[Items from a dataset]
* * * * *
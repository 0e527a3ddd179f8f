/**
 * Key-value storage for JSON values, and the location of the application's data
 * directory.
 *
 * The history store only ever talks to the `Storage` trait. On disk every key is one
 * pretty-printed JSON file; tests use the in-memory version.
 */
use std::collections::HashMap;
use std::env;
use std::fs;
use std::path::{Path, PathBuf};

use log::debug;
use serde_json::Value;

use super::common::{McqError, Result};


/// Environment variable that overrides the default data directory.
pub const DIR_ENV_VAR: &str = "MCQ_DIR";


pub trait Storage {
    /// Return the value stored under `key`, or `None` if nothing has been stored.
    fn get(&self, key: &str) -> Result<Option<Value>>;
    fn set(&mut self, key: &str, value: &Value) -> Result<()>;
    fn remove(&mut self, key: &str) -> Result<()>;
}


#[derive(Debug, Default)]
pub struct MemoryStorage {
    values: HashMap<String, Value>,
}


impl MemoryStorage {
    pub fn new() -> Self {
        Self::default()
    }
}


impl Storage for MemoryStorage {
    fn get(&self, key: &str) -> Result<Option<Value>> {
        Ok(self.values.get(key).cloned())
    }

    fn set(&mut self, key: &str, value: &Value) -> Result<()> {
        self.values.insert(key.to_string(), value.clone());
        Ok(())
    }

    fn remove(&mut self, key: &str) -> Result<()> {
        self.values.remove(key);
        Ok(())
    }
}


/// Stores each key as `<dir>/<key>.json`.
#[derive(Debug)]
pub struct FileStorage {
    dir: PathBuf,
}


impl FileStorage {
    pub fn new(dir: &Path) -> Self {
        Self { dir: dir.to_path_buf() }
    }

    fn path_for(&self, key: &str) -> Result<PathBuf> {
        let valid = !key.is_empty()
            && key.chars().all(|c| c.is_ascii_alphanumeric() || c == '_' || c == '-');
        if !valid {
            return Err(McqError::InvalidId(key.to_string()));
        }

        let mut builder = self.dir.clone();
        builder.push(format!("{}.json", key));
        Ok(builder)
    }
}


impl Storage for FileStorage {
    fn get(&self, key: &str) -> Result<Option<Value>> {
        let path = self.path_for(key)?;
        if !path.exists() {
            return Ok(None);
        }

        let data = fs::read_to_string(&path).map_err(McqError::Io)?;
        let value = serde_json::from_str(&data).map_err(McqError::Json)?;
        Ok(Some(value))
    }

    fn set(&mut self, key: &str, value: &Value) -> Result<()> {
        let path = self.path_for(key)?;
        if !self.dir.exists() {
            fs::create_dir_all(&self.dir).map_err(McqError::Io)?;
        }

        let serialized = serde_json::to_string_pretty(value).map_err(McqError::Json)?;
        fs::write(&path, serialized).or(Err(McqError::CannotWriteToFile(path.clone())))?;
        debug!("wrote {}", path.to_string_lossy());
        Ok(())
    }

    fn remove(&mut self, key: &str) -> Result<()> {
        let path = self.path_for(key)?;
        if path.exists() {
            fs::remove_file(&path).map_err(McqError::Io)?;
        }
        Ok(())
    }
}


/// Return the path to the application directory: `directory` if given, then the
/// `MCQ_DIR` environment variable, then the platform data directory.
pub fn get_app_dir_path(directory: Option<&Path>) -> PathBuf {
    if let Some(directory) = directory {
        return directory.to_path_buf();
    }

    if let Ok(directory) = env::var(DIR_ENV_VAR) {
        if !directory.is_empty() {
            return PathBuf::from(directory);
        }
    }

    if let Some(mut dirpath) = dirs::data_dir() {
        dirpath.push("mcq");
        dirpath
    } else {
        let mut dirpath = dirs::home_dir().unwrap_or_else(PathBuf::new);
        dirpath.push(".mcq");
        dirpath
    }
}


/// Create the application directory and its subdirectories if they do not exist.
pub fn require_app_dir_path(dirpath: &Path) -> Result<()> {
    for path in [get_courses_dir_path(dirpath), get_storage_dir_path(dirpath)].iter() {
        if !path.exists() {
            fs::create_dir_all(path)
                .or(Err(McqError::CannotMakeAppDir(dirpath.to_path_buf())))?;
        }
    }
    Ok(())
}


pub fn get_courses_dir_path(dirpath: &Path) -> PathBuf {
    dirpath.join("courses")
}


pub fn get_storage_dir_path(dirpath: &Path) -> PathBuf {
    dirpath.join("storage")
}


#[cfg(test)]
mod tests {
    use super::*;

    use serde_json::json;

    #[test]
    fn memory_storage_round_trip() {
        let mut storage = MemoryStorage::new();
        assert_eq!(storage.get("history").unwrap(), None);

        storage.set("history", &json!({"a": 1})).unwrap();
        assert_eq!(storage.get("history").unwrap(), Some(json!({"a": 1})));

        storage.remove("history").unwrap();
        assert_eq!(storage.get("history").unwrap(), None);
    }

    #[test]
    fn file_storage_survives_reopening() {
        let dir = tempfile::tempdir().unwrap();
        let storage_dir = dir.path().join("storage");

        let mut storage = FileStorage::new(&storage_dir);
        storage.set("mcq_user_history", &json!({"cog_psy/week1": {}})).unwrap();

        let reopened = FileStorage::new(&storage_dir);
        assert_eq!(
            reopened.get("mcq_user_history").unwrap(),
            Some(json!({"cog_psy/week1": {}}))
        );
        assert!(storage_dir.join("mcq_user_history.json").exists());
    }

    #[test]
    fn file_storage_rejects_path_like_keys() {
        let dir = tempfile::tempdir().unwrap();
        let mut storage = FileStorage::new(dir.path());
        assert!(matches!(storage.get("../escape"), Err(McqError::InvalidId(_))));
        assert!(matches!(storage.set("a/b", &json!(1)), Err(McqError::InvalidId(_))));
        assert!(matches!(storage.get(""), Err(McqError::InvalidId(_))));
    }

    #[test]
    fn explicit_directory_wins() {
        let path = Path::new("/tmp/somewhere");
        assert_eq!(get_app_dir_path(Some(path)), PathBuf::from("/tmp/somewhere"));
    }

    #[test]
    fn app_dir_is_created_with_subdirectories() {
        let dir = tempfile::tempdir().unwrap();
        let app_dir = dir.path().join("data");
        require_app_dir_path(&app_dir).unwrap();
        assert!(get_courses_dir_path(&app_dir).is_dir());
        assert!(get_storage_dir_path(&app_dir).is_dir());
    }
}
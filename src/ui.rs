/**
 * The command-line user interface for taking quizzes.
 */
use std::io::Write;

use colored::*;

use super::common::Result;
use super::iohelper::{choice_label, parse_choice, prettyprint, prettyprint_colored, prompt};
use super::session::{Entry, SessionSummary};


pub struct CmdUI {
    show_source: bool,
}


impl CmdUI {
    pub fn new() -> Self {
        Self { show_source: false }
    }

    /// Also print the course and week of each question, for sessions that mix quizzes.
    pub fn with_source() -> Self {
        Self { show_source: true }
    }

    pub fn question(&mut self, entry: &Entry) -> Result<()> {
        my_print!("\n")?;
        if self.show_source {
            let source = format!("{}/{}", entry.source.course_id, entry.source.week_id);
            my_println!("  {}", source.bright_black())?;
        }
        if entry.is_repeated {
            prettyprint_colored(
                "This question needs more practice.", Some("  "), Some(Color::Yellow), None
            )?;
        }

        let prefix = format!("  ({}) ", entry.number);
        prettyprint_colored(&entry.question.text, Some(prefix.as_str()), None, Some(Color::Cyan))?;
        my_print!("\n")?;
        self.choices(&entry.question.options)
    }

    fn choices(&mut self, choices: &[String]) -> Result<()> {
        for (i, choice) in choices.iter().enumerate() {
            let prefix = format!("     ({}) ", choice_label(i));
            prettyprint(choice, Some(prefix.as_str()))?;
        }
        my_print!("\n")
    }

    /// Prompt until the user picks one of `count` options. `Ok(None)` means the user
    /// pressed Ctrl+D.
    pub fn prompt_choice(&mut self, count: usize) -> Result<Option<usize>> {
        loop {
            let response = match prompt("> ")? {
                Some(response) => response,
                None => {
                    return Ok(None);
                },
            };

            if let Some(index) = parse_choice(&response, count) {
                return Ok(Some(index));
            }
            my_println!("Please enter a letter between a and {}.", choice_label(count - 1))?;
        }
    }

    pub fn correct(&mut self) -> Result<()> {
        prettyprint(&format!("{}", "Correct!".green()), None)
    }

    pub fn incorrect(&mut self, entry: &Entry, correct_index: usize) -> Result<()> {
        match entry.question.options.get(correct_index) {
            Some(correction) => {
                let message = format!(
                    "{} The correct answer was ({}) {}.",
                    "Incorrect.".red(),
                    choice_label(correct_index),
                    correction.green(),
                );
                prettyprint(&message, None)
            },
            None => prettyprint(&format!("{}", "Incorrect.".red()), None),
        }
    }

    pub fn status(&mut self, text: &str) -> Result<()> {
        my_println!("{}", text)
    }

    pub fn instructions(&mut self, text: &str) -> Result<()> {
        my_print!("\n")?;
        prettyprint_colored(&text, Some("  "), Some(Color::BrightBlue), None)?;
        my_print!("\n")
    }

    pub fn warning(&mut self, text: &str) -> Result<()> {
        my_print!("\n")?;
        prettyprint_colored(&format!("Warning: {}", text), Some("  "), Some(Color::Red), None)?;
        my_print!("\n")
    }

    pub fn results(&mut self, summary: &SessionSummary) -> Result<()> {
        if summary.answered > 0 {
            let score_as_str = format!("{:.1}%", summary.score);

            my_print!("\n\n")?;
            my_print!("Score: ")?;
            my_print!("{}", score_as_str.cyan())?;
            my_print!(" out of ")?;
            my_print!("{}", format!("{}", summary.answered).cyan())?;
            if summary.answered == 1 {
                my_println!(" question")?;
            } else {
                my_println!(" questions")?;
            }
            my_print!("  {}", format!("{}", summary.correct).green())?;
            my_print!(" correct\n")?;
            my_print!("  {}", format!("{}", summary.incorrect).red())?;
            my_print!(" incorrect\n")?;
            if summary.repeated > 0 {
                my_print!("  {}", format!("{}", summary.repeated).yellow())?;
                my_print!(" repeated\n")?;
            }
            my_println!("  Longest streak: {}", summary.max_streak)?;
        }
        Ok(())
    }
}
/**
 * Quiz documents and their validation.
 *
 * A quiz document is stored as JSON:
 *
 * ```text
 * {"title": "...", "questions": [{"question": "...", "options": ["...", "..."],
 *                                 "correctAnswer": 0}]}
 * ```
 *
 * Documents are validated in full when they are loaded or uploaded, so a session
 * never sees an inconsistent answer key.
 */
use serde::{Deserialize, Serialize};
use serde_json::Value;

use super::common::{McqError, Result};


/// Represents an entire quiz, e.g. one week of a course.
#[derive(Serialize, Deserialize, Debug, Clone, PartialEq, Eq)]
pub struct QuizDocument {
    pub title: String,
    pub questions: Vec<Question>,
}


/// Represents a multiple-choice question.
#[derive(Serialize, Deserialize, Debug, Clone, PartialEq, Eq)]
pub struct Question {
    #[serde(rename = "question")]
    pub text: String,
    pub options: Vec<String>,
    /// Index into `options` of the right answer.
    #[serde(rename = "correctAnswer")]
    pub correct_index: usize,
}


impl QuizDocument {
    /// Parse and validate a quiz document.
    pub fn from_json(data: &str) -> Result<QuizDocument> {
        let value: Value = serde_json::from_str(data).map_err(McqError::Json)?;
        QuizDocument::from_value(&value)
    }

    /// Validate an arbitrary JSON value as a quiz document. Every violation is
    /// reported, not just the first.
    pub fn from_value(value: &Value) -> Result<QuizDocument> {
        let object = value.as_object().ok_or_else(|| {
            McqError::InvalidQuizFormat(vec![String::from("quiz must be a JSON object")])
        })?;

        let mut violations = Vec::new();
        let title = match object.get("title").and_then(Value::as_str) {
            Some(title) if !title.trim().is_empty() => title.to_string(),
            _ => {
                violations.push(String::from("missing title"));
                String::new()
            },
        };

        let raw_questions: &[Value] = match object.get("questions").and_then(Value::as_array) {
            Some(questions) => questions.as_slice(),
            None => {
                violations.push(String::from("missing questions array"));
                &[]
            },
        };

        let mut questions = Vec::with_capacity(raw_questions.len());
        for (i, raw) in raw_questions.iter().enumerate() {
            let number = i + 1;
            let text = raw.get("question").and_then(Value::as_str).unwrap_or("");

            let raw_options = raw.get("options").and_then(Value::as_array);
            let mut options = Vec::new();
            if let Some(raw_options) = raw_options {
                for option in raw_options.iter() {
                    match option.as_str() {
                        Some(option) => options.push(option.to_string()),
                        None => {
                            violations.push(
                                format!("question #{} has an option that is not text", number)
                            );
                            break;
                        },
                    }
                }
            }

            let correct = raw.get("correctAnswer").and_then(Value::as_i64);
            let problems = question_violations(number, text, options.len(), correct);
            if problems.is_empty() {
                if let Some(correct) = correct {
                    questions.push(Question {
                        text: text.to_string(),
                        options,
                        correct_index: correct as usize,
                    });
                }
            }
            violations.extend(problems);
        }

        if !violations.is_empty() {
            return Err(McqError::InvalidQuizFormat(violations));
        }
        if questions.is_empty() {
            return Err(McqError::EmptyQuiz);
        }
        Ok(QuizDocument { title, questions })
    }

    /// Check an already-typed document against the same rules as `from_value`.
    pub fn validate(&self) -> Result<()> {
        let mut violations = Vec::new();
        if self.title.trim().is_empty() {
            violations.push(String::from("missing title"));
        }
        for (i, q) in self.questions.iter().enumerate() {
            violations.extend(
                question_violations(i + 1, &q.text, q.options.len(), Some(q.correct_index as i64))
            );
        }

        if !violations.is_empty() {
            Err(McqError::InvalidQuizFormat(violations))
        } else if self.questions.is_empty() {
            Err(McqError::EmptyQuiz)
        } else {
            Ok(())
        }
    }

    pub fn to_json(&self) -> Result<String> {
        serde_json::to_string_pretty(self).map_err(McqError::Json)
    }
}


/// The problems with question number `number` (one-based, as shown to users).
fn question_violations(
    number: usize, text: &str, option_count: usize, correct: Option<i64>
) -> Vec<String> {
    let mut violations = Vec::new();
    if text.trim().is_empty() {
        violations.push(format!("question #{} is missing its text", number));
    }
    if option_count < 2 {
        violations.push(format!("question #{} needs at least two options", number));
    }
    match correct {
        Some(correct) if correct >= 0 && (correct as usize) < option_count => {},
        Some(_) => {
            violations.push(
                format!("question #{} has an invalid correctAnswer index", number)
            );
        },
        None => {
            violations.push(format!("question #{} is missing correctAnswer", number));
        },
    }
    violations
}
* * * * *
◆ **WORK TO COMPLETE**:
In the entries above, find the line holding "String::new()" and the line holding "let mut questions", then retype exactly those two lines and every line between them, and nothing else.

◆ **WORKED SOLUTION**:
                String::new()
            },
        };

        let raw_questions: &[Value] = match object.get("questions").and_then(Value::as_array) {
            Some(questions) => questions.as_slice(),
            None => {
                violations.push(String::from("missing questions array"));
                &[]
            },
        };

        let mut questions = Vec::with_capacity(raw_questions.len());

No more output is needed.